Federal Education Minister Alan Tudge says that he is “pleased that the school funding wars are now over”. From the start of his ministry, Tudge has spruiked his devotion for Teach for Australia and his government’s efforts when it comes to education. “Record levels” of funding, he claims.

What he doesn’t say is that this increased funding continues to be directed disproportionally to private schools at the cost of fair and adequate funding for our nation’s public schools.

He doesn’t talk about the fact that, largely due to the lack of Commonwealth funding, public schools in Victoria will get nowhere near the government’s own benchmark funding level – the schooling resource standard (SRS).

He doesn’t talk about the fact that almost all private schools are funded to the SRS or well beyond – meaning that, by definition, those students who need the least funding – because of their relative socioeconomic advantage – receive more support than those in public schools. This, despite the fact that public schools educate more than 80% of students from disadvantaged backgrounds.

Nor does he talk about the direct connection between the underfunding of public schools and the excessive workloads experienced by those who work in them.

 

The minister can carry on all he likes about the end of the funding wars, but his government’s actions are having the opposite effect – entrenching division and inequality.

The minister can carry on all he likes about the end of the funding wars, but his government’s actions are having the opposite effect – entrenching division and inequality. It’s hardly surprising. Treating public school staff and students as second-class citizens is part of the Liberal Party’s DNA. Alan Tudge is just another minister in the conga line of Coalition ministers who refuse to fund our schools properly.

As The Age reported in June, the wealthiest private schools are now worth “a massive $8.5 billion and accumulated assets at a greater rate than the property market or the stock exchange between 2015 and 2019. [They also] have hundreds of millions invested in the share market, reaping big financial returns while also receiving more than $600 million a year in government funding.”

More than 15 years ago, the AEU determined to campaign for a change to the federal model of school funding in Australia – one that would achieve funding justice for our public schools. No matter how many times Liberal ministers try to convince the public that school funding doesn’t matter when it comes to student achievement, AEU members know all too well how much more they could do for their students if they had greater resources. They also know the impact of limited funding on their workloads and associated stress levels.

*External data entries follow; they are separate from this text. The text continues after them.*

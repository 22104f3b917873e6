//! Prompt types for MCP

use crate::tool::ContentBlock;
use serde::{Deserialize, Serialize};
use std::collections::HashMap;

/// Prompt template advertised by `prompts/list`
#[derive(Debug, Clone, PartialEq, Serialize, Deserialize)]
pub struct Prompt {
    pub name: String,

    #[serde(default, skip_serializing_if = "Option::is_none")]
    pub description: Option<String>,

    #[serde(default)]
    pub arguments: Vec<PromptArgument>,
}

impl Prompt {
    pub fn new(name: impl Into<String>) -> Self {
        Self {
            name: name.into(),
            description: None,
            arguments: Vec::new(),
        }
    }

    pub fn with_description(mut self, description: impl Into<String>) -> Self {
        self.description = Some(description.into());
        self
    }

    pub fn with_argument(mut self, argument: PromptArgument) -> Self {
        self.arguments.push(argument);
        self
    }
}

#[derive(Debug, Clone, PartialEq, Serialize, Deserialize)]
pub struct PromptArgument {
    pub name: String,

    #[serde(default, skip_serializing_if = "Option::is_none")]
    pub description: Option<String>,

    #[serde(default)]
    pub required: bool,
}

impl PromptArgument {
    pub fn required(name: impl Into<String>, description: impl Into<String>) -> Self {
        Self {
            name: name.into(),
            description: Some(description.into()),
            required: true,
        }
    }

    pub fn optional(name: impl Into<String>, description: impl Into<String>) -> Self {
        Self {
            name: name.into(),
            description: Some(description.into()),
            required: false,
        }
    }
}

#[derive(Debug, Clone, Default, Serialize, Deserialize)]
#[serde(rename_all = "camelCase")]
pub struct ListPromptsResult {
    pub prompts: Vec<Prompt>,

    #[serde(default, skip_serializing_if = "Option::is_none")]
    pub next_cursor: Option<String>,
}

#[derive(Debug, Clone, Serialize, Deserialize)]
pub struct GetPromptParams {
    pub name: String,

    #[serde(default)]
    pub arguments: HashMap<String, String>,
}

#[derive(Debug, Clone, Copy, PartialEq, Eq, Serialize, Deserialize)]
#[serde(rename_all = "lowercase")]
pub enum PromptRole {
    User,
    Assistant,
}

#[derive(Debug, Clone, PartialEq, Serialize, Deserialize)]
pub struct PromptMessage {
    pub role: PromptRole,
    pub content: ContentBlock,
}

impl PromptMessage {
    pub fn user(text: impl Into<String>) -> Self {
        Self {
            role: PromptRole::User,
            content: ContentBlock::text(text),
        }
    }
}

#[derive(Debug, Clone, Serialize, Deserialize)]
pub struct GetPromptResult {
    #[serde(default, skip_serializing_if = "Option::is_none")]
    pub description: Option<String>,

    pub messages: Vec<PromptMessage>,
}

#[cfg(test)]
mod tests {
    use super::*;
    use serde_json::json;

    #[test]
    fn test_prompt_builder() {
        let prompt = Prompt::new("weather-by-location")
            .with_description("Weather by place name")
            .with_argument(PromptArgument::required("location", "City"))
            .with_argument(PromptArgument::optional("report_type", "current, forecast or both"));

        assert_eq!(prompt.arguments.len(), 2);
        assert!(prompt.arguments[0].required);
        assert!(!prompt.arguments[1].required);
    }

    #[test]
    fn test_get_params_default_arguments() {
        let params: GetPromptParams = serde_json::from_value(json!({"name": "p"})).unwrap();
        assert!(params.arguments.is_empty());
    }

    #[test]
    fn test_prompt_message_shape() {
        let msg = PromptMessage::user("hello");
        assert_eq!(
            serde_json::to_value(&msg).unwrap(),
            json!({"role": "user", "content": {"type": "text", "text": "hello"}})
        );
    }
}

Union campaigning and member activism have been directly responsible for securing billions of extra dollars for public schools. In Term 2, the AEU launched the next phase of its national campaign, ‘Every School, Every Child’. We cannot rest while the federal government continues to deny public schools the funding they need to achieve manageable workloads for staff and to give all students the opportunity to meet their full potential – as every child deserves.